A reminder of Dorchester's connection with Harvard

The Irish Pastoral Centre's Mary Swanton and IPC Chaplain Father Dan Finn marched  in the June 1 Dorchester Day Parade with Boston Mayor Michelle Wu. After a visit last winter, the Mayor has been a big supporter of the center's activities workingi wiith immigration issues and other concerns of the city's Irish community. (Photo courtesy Mayor's Office)

Editorial: Trump’s ‘intolerable’ assault on Harvard won't stop at the Charles River

(This editorial first was published in the Dorchester Reporter on May 29, 2025)

• Dorchester’s present-day First Parish Church is the descendant church of one of the five congregations that founded Harvard College in 1636.

Under normal circumstances, this space in the pre-Dorchester Day edition of The Reporter would be reserved for thoughts on what now amounts to a two-day commemoration of Boston’s largest and oldest community.

But these are hardly normal times. 

In the last week, the Trump Administration has unleashed an unprecedented assault on Harvard University by targeting its enrollment of foreign students in particular, stripping out all its federal grants and, most recently, ordering all federal agencies to terminate all business with the institution.

It’s all the work of our nation’s present chief executive— the extortionist-in-chief— who has targeted America’s most illustrious campus for a campaign of retribution and intimidation. 

Make no mistake: It won’t be long before the fanatics of the MAGA movement are unleashed on those of us on the southern end of Massachusetts Avenue.

Let’s recall, too, that there are integral connections between Harvard and our own settlement-turned-town-turned-city neighborhood. Dorchester’s present-day First Parish Church is the descendant church of one of the five congregations that founded Harvard College in 1636. Dorchester itself was settled in 1630 by Puritan migrants who over time displaced the native peoples who had lived along the coast of what we now consider Massachusetts for centuries, perhaps longer. 

To this day, the minister from First Parish is invited to don traditional vestments and attend Harvard’s commencement. Over the university’s history, countless Dorchester residents have taken degrees, played varsity sports, taught, and worked there.

Those who labor under the mistaken impression that Trump’s vengeance agenda will end on the banks of the Charles River had better wake up quickly. His interference in the governance of higher education threatens all colleges and universities, just as his move to strip public media of funding is ultimately intended to chill the public discourse across all forms of media.
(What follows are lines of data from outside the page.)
#[test]
fn tab_index_makes_every_trigger_focusable() {
    let lb = lightbox(3, LightboxOptions::default());
    assert_eq!(
        lb.surface().focusable_sources,
        [SourceId::new(0), SourceId::new(1), SourceId::new(2)]
    );

    let lb = lightbox(3, LightboxOptions::default().with_tab_index(false));
    assert!(lb.surface().focusable_sources.is_empty());
}

#[test]
fn show_opens_and_swaps_after_timer() {
    let mut lb = lightbox(3, LightboxOptions::default());
    lb.show(SourceId::new(1)).unwrap();

    assert!(lb.is_shown());
    assert!(lb.surface().shown);
    assert!(lb.surface().key_listener);
    // Nothing swapped until the timer fires.
    assert_eq!(lb.surface().image_src, None);
    assert_eq!(lb.current(), None);
    assert_eq!(lb.target(), Some(SourceId::new(1)));

    let (delay, ticket) = lb.surface().scheduled[0];
    assert_eq!(delay, 0);
    assert!(lb.complete_swap(ticket));
    assert_eq!(lb.surface().image_src.as_deref(), Some("1.jpg"));
    assert_eq!(lb.current(), Some(SourceId::new(1)));
    assert_eq!(lb.pending_swap(), None);
    assert!(lb.surface().image_fit.is_some());
}

#[test]
fn show_unknown_source_is_rejected() {
    let mut lb = lightbox(2, LightboxOptions::default());
    let err = lb.show(SourceId::new(2)).unwrap_err();
    assert_eq!(err, LightboxError::UnknownSource(SourceId::new(2)));
    assert!(!lb.is_shown());
    assert!(lb.surface().scheduled.is_empty());
}

#[test]
fn repeated_show_runs_first_open_effects_once() {
    let calls = Rc::new(RefCell::new(0));
    let counter = Rc::clone(&calls);
    let mut lb = lightbox(
        3,
        LightboxOptions::default().with_on_change(move |_| *counter.borrow_mut() += 1),
    );

    show_now(&mut lb, 0);
    show_now(&mut lb, 1);
    show_now(&mut lb, 2);

    assert_eq!(lb.surface().key_listener_attaches, 1);
    assert_eq!(*calls.borrow(), 1);
    assert_eq!(lb.surface().scheduled.len(), 3);
}

#[test]
fn each_show_hide_cycle_reopens_once() {
    let mut lb = lightbox(2, LightboxOptions::default());
    show_now(&mut lb, 0);
    lb.hide();
    show_now(&mut lb, 1);
    lb.hide();

    assert_eq!(lb.surface().key_listener_attaches, 2);
    assert_eq!(lb.surface().key_listener_detaches, 2);
}

#[test]
fn on_change_reports_activated_and_previous() {
    let seen = Rc::new(RefCell::new(Vec::new()));
    let log = Rc::clone(&seen);
    let mut lb = lightbox(
        3,
        LightboxOptions::default().with_on_change(move |event| {
            log.borrow_mut().push((
                event.activated.url().to_owned(),
                event.previous.map(|s| s.url().to_owned()),
                event.sources.len(),
            ));
        }),
    );

    show_now(&mut lb, 2);
    lb.hide();
    show_now(&mut lb, 0);

    assert_eq!(
        *seen.borrow(),
        [
            ("2.jpg".to_owned(), None, 3),
            ("0.jpg".to_owned(), Some("2.jpg".to_owned()), 3),
        ]
    );
    // The callback is handed back after each call.
    assert!(lb.options().on_change.is_some());
}
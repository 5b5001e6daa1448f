// Copyright 2025 the Vitrine Authors
// SPDX-License-Identifier: Apache-2.0 OR MIT

/// Keys the lightbox reacts to.
#[derive(Clone, Copy, Debug, PartialEq, Eq, Hash)]
pub enum Key {
    /// Left or right arrow.
    Arrow(Arrow),
    /// Escape closes the lightbox.
    Escape,
    /// Enter activates a focused trigger or control.
    Enter,
}

/// Arrow direction.
#[derive(Clone, Copy, Debug, PartialEq, Eq, Hash)]
pub enum Arrow {
    /// Previous image.
    Left,
    /// Next image.
    Right,
}

impl Key {
    /// Parses a DOM `KeyboardEvent.key` or `KeyboardEvent.code` value.
    ///
    /// Legacy IE/Edge names (`Left`, `Right`, `Esc`) are accepted too.
    #[must_use]
    pub fn from_dom(name: &str) -> Option<Self> {
        match name {
            "ArrowLeft" | "Left" => Some(Self::Arrow(Arrow::Left)),
            "ArrowRight" | "Right" => Some(Self::Arrow(Arrow::Right)),
            "Escape" | "Esc" => Some(Self::Escape),
            "Enter" | "NumpadEnter" => Some(Self::Enter),
            _ => None,
        }
    }
}

#[cfg(test)]
mod tests {
    use super::*;

    #[test]
    fn parses_key_and_code_names() {
        assert_eq!(Key::from_dom("ArrowLeft"), Some(Key::Arrow(Arrow::Left)));
        assert_eq!(Key::from_dom("Right"), Some(Key::Arrow(Arrow::Right)));
        assert_eq!(Key::from_dom("Esc"), Some(Key::Escape));
        assert_eq!(Key::from_dom("NumpadEnter"), Some(Key::Enter));
        assert_eq!(Key::from_dom("KeyA"), None);
    }
}
// Copyright 2025 the Vitrine Authors
// SPDX-License-Identifier: Apache-2.0 OR MIT

//! Markup conventions shared with the stylesheet.

use vitrine_lightbox::SourceSpec;

/// Class of the overlay created when no wrap is configured.
pub const WRAP_CLASS: &str = "lightbox-wrap";
/// Class of the sizing container inside the wrap.
pub const SIZER_CLASS: &str = "lightbox-sizer";
/// Class of the image element inside the sizing container.
pub const IMAGE_CLASS: &str = "lightbox-image";
/// Applied to the wrap while the lightbox is open.
pub const SHOWN_CLASS: &str = "shown";
/// Applied to the wrap while an image transition runs.
pub const TRANSITION_CLASS: &str = "transition";
/// Applied to prev/next controls when there is nothing to navigate.
pub const DISABLED_CLASS: &str = "disabled";

/// Trigger attribute holding the full-resolution image URL.
pub const FULL_SRC_ATTR: &str = "data-full-src";
/// Trigger attribute holding the optional width/height ratio.
pub const RATIO_ATTR: &str = "data-ratio";

/// Default selector for trigger elements.
pub const DEFAULT_SOURCE_SELECTOR: &str = ".lightbox-source";

/// Builds a [`SourceSpec`] from a trigger's raw data attributes.
///
/// Blank URLs count as missing. A ratio that does not parse as a positive
/// number is treated as unknown, so it gets learned on load instead.
#[must_use]
pub fn source_spec_from_attrs(full_src: Option<&str>, ratio: Option<&str>) -> SourceSpec {
    let url = full_src
        .map(str::trim)
        .filter(|url| !url.is_empty())
        .map(str::to_owned);
    let ratio = ratio
        .and_then(|raw| raw.trim().parse::<f64>().ok())
        .filter(|r| r.is_finite() && *r > 0.0);
    SourceSpec { url, ratio }
}

/// Formats a percentage for an inline style.
#[cfg_attr(
    not(target_arch = "wasm32"),
    allow(dead_code, reason = "only the DOM surface writes inline styles")
)]
#[must_use]
pub(crate) fn percent(value: f64) -> String {
    format!("{value}%")
}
Harvard is but the first very public target of this rank racketeer who is in every sense as sinister as the underworld characters whose tactics he emulates. 

A few weeks ago, the leaders of dozens of colleges and universities signed a joint letter denouncing the “government overreach and political interference now endangering American higher education.” It was notable and heartening to see local presidents like Rev. William Leahy at Boston College, Marty Meehan at UMass, Joseph Aoun at Northeastern, Rev. John Denning at Stonehill, Melissa Gilliam at Boston University, among others, sign a letter in April to “oppose government intrusion in the lives of those who learn, live, and work on our campuses.”

Trump’s subsequent assault on Harvard is a new front in a widening reign of terror designed to silence critics, ward off potential dissidents, and weaken regions of the nation that opposed his re-election. It’s aimed not just at a single institution, but at the complex and well-established ecosystem that depends on Harvard and other higher ed institutions for so much of our Commonwealth’s vitality and economic prowess. 

In attacking Harvard, he seeks to undermine and destroy Massachusetts’s very lifeblood in much the same way as British monarchs of old sought to injure New England for the affront of challenging their levies and edicts.

In the annals of history as we count them, Dorchester is but six years older than Harvard. As we celebrate our 385th anniversary this weekend, we do so in solidarity with our Crimson-clad friends with the full awareness that we’ll all— sooner or later— be targets of this shameful, ignorant regime.